(Collected data entries)

--*--

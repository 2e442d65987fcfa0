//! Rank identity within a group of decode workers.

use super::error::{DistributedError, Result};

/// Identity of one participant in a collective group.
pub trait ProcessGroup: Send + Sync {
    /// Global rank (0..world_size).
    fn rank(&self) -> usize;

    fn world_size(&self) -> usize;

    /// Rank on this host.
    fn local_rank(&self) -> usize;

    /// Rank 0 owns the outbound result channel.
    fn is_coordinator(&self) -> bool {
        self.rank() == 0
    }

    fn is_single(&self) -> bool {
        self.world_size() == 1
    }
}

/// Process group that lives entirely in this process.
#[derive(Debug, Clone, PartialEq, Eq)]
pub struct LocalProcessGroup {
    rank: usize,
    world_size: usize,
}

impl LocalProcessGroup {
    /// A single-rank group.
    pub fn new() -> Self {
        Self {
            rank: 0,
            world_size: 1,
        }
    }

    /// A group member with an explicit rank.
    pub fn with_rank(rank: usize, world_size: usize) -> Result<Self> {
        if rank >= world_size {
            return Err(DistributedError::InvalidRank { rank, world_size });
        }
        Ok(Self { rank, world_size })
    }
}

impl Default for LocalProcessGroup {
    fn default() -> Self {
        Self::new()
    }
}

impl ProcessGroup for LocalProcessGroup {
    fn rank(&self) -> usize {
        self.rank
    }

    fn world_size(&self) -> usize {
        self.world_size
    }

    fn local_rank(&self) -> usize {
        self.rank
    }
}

--*--

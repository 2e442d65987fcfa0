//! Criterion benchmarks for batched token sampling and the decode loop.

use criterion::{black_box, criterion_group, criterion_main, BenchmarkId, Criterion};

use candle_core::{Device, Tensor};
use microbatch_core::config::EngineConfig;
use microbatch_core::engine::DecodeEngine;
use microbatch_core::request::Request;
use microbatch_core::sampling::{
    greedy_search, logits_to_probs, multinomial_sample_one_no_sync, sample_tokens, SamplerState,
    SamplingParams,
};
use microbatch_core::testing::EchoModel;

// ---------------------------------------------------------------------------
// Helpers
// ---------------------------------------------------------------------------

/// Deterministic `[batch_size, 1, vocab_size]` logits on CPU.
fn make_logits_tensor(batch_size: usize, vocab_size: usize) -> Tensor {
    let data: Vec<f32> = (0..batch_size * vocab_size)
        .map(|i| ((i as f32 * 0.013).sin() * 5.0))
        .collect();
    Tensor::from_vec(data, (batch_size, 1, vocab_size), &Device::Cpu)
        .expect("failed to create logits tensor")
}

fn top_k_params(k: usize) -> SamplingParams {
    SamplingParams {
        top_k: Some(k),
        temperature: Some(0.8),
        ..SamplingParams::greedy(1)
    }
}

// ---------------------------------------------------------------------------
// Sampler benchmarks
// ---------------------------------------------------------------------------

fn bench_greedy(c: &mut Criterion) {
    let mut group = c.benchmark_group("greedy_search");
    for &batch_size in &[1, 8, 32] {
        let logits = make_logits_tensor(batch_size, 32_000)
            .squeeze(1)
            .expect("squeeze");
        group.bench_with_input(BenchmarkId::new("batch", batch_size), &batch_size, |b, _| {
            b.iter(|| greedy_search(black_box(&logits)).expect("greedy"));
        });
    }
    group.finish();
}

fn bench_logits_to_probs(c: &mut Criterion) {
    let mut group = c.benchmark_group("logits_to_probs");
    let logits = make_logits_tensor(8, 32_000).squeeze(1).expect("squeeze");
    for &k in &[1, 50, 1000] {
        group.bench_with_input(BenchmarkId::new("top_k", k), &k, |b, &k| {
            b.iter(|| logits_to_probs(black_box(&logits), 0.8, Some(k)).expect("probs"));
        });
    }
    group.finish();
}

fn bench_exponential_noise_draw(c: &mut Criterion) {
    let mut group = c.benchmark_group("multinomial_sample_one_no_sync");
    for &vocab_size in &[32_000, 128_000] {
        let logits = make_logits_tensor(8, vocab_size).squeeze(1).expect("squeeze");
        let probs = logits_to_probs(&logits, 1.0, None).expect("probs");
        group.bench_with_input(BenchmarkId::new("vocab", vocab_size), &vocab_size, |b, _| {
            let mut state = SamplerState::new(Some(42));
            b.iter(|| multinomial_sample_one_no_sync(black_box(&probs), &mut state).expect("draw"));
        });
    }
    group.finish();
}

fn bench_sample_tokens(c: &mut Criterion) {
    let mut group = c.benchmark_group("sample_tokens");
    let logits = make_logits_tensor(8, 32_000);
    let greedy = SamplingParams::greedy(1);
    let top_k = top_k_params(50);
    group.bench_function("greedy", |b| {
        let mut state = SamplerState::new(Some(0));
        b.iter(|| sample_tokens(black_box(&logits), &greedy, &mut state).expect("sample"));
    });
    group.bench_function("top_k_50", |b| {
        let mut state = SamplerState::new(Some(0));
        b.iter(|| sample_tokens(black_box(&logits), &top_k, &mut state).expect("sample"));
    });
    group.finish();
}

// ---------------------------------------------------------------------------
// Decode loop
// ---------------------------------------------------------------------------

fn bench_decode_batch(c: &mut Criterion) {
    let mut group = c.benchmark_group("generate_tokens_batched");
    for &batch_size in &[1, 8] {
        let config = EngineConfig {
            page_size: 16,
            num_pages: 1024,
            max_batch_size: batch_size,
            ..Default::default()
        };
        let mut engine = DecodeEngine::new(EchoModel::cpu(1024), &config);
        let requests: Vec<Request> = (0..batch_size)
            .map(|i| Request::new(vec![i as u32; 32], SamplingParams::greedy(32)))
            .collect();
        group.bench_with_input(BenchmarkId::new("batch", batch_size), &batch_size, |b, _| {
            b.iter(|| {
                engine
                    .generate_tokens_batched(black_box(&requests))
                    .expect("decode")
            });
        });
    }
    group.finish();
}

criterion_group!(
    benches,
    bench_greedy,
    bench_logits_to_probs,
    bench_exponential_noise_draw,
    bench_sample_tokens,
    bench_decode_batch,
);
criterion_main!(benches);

--*--

## WHAT THIS TASK INVOLVES
Make a copy of each line in the records above that has the word "squeeze".

## RESPONSE AREA
            .squeeze(1)
            .expect("squeeze");
    let logits = make_logits_tensor(8, 32_000).squeeze(1).expect("squeeze");
        let logits = make_logits_tensor(8, vocab_size).squeeze(1).expect("squeeze");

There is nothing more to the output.